# Items listed in a dataset:
= Beginning of Section =
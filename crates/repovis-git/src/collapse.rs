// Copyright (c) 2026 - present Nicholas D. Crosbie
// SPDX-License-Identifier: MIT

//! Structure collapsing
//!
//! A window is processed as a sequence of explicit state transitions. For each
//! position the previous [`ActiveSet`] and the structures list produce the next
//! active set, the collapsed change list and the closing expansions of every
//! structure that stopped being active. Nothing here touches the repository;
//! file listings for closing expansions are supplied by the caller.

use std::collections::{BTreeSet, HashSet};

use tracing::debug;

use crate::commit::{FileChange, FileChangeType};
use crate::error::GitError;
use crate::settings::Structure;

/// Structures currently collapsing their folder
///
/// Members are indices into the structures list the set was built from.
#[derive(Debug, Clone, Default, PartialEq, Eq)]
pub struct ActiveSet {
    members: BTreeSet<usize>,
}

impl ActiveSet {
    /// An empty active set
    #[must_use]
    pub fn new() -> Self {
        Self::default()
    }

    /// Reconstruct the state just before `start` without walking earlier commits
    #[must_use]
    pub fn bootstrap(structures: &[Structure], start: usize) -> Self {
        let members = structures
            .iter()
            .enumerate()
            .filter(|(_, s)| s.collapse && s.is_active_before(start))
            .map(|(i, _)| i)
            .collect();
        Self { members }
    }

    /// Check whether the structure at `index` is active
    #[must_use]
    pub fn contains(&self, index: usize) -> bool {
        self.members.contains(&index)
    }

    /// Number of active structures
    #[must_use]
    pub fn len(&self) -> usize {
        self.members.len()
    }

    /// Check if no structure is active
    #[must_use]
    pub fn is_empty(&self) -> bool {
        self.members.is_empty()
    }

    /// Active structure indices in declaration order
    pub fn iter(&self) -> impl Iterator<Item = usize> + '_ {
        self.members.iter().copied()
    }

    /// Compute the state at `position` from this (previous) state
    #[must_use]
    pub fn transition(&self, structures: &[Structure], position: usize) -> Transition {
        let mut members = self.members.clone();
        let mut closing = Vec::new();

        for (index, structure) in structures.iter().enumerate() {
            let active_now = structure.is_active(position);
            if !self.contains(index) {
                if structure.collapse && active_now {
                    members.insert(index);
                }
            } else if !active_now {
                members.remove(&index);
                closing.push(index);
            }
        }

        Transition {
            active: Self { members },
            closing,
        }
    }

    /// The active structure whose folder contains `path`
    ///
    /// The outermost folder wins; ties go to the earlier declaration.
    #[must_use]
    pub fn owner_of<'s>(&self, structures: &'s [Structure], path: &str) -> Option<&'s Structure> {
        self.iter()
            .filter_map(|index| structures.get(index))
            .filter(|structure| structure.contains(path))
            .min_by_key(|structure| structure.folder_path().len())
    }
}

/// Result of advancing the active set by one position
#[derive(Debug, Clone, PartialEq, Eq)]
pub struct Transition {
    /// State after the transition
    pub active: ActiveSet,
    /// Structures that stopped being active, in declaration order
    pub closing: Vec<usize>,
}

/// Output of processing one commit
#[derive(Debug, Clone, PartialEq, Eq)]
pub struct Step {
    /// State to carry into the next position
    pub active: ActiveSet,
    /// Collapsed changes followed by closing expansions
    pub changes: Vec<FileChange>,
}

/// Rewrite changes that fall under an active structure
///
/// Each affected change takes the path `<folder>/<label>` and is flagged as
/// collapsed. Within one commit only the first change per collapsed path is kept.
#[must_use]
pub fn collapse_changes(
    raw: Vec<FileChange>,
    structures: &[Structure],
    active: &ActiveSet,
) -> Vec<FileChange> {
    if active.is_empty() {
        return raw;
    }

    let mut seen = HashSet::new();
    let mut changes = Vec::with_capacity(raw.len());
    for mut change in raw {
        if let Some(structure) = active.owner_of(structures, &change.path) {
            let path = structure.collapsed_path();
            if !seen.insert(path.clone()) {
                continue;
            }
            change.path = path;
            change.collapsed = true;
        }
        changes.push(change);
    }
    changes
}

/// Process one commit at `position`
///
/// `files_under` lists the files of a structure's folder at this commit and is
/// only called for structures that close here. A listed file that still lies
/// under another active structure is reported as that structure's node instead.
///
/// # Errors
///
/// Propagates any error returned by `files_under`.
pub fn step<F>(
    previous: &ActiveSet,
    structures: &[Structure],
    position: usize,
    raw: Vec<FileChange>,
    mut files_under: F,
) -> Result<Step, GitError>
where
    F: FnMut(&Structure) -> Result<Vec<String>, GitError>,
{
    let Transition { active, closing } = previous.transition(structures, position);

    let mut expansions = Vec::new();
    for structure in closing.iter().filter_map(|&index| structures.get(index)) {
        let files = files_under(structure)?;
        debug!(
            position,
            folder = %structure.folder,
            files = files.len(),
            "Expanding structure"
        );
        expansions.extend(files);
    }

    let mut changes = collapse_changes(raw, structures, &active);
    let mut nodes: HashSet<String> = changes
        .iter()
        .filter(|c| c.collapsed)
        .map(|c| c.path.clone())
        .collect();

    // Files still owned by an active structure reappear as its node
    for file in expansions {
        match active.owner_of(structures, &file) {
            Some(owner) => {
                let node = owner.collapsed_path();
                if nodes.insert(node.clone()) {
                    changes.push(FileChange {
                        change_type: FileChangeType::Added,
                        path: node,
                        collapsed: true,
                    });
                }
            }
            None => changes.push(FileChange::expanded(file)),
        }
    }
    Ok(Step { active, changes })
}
= End of Section =
# Work task:
Show the lines of the records above that mention "from".

# Problem solution:
/// Members are indices into the structures list the set was built from.
    /// Compute the state at `position` from this (previous) state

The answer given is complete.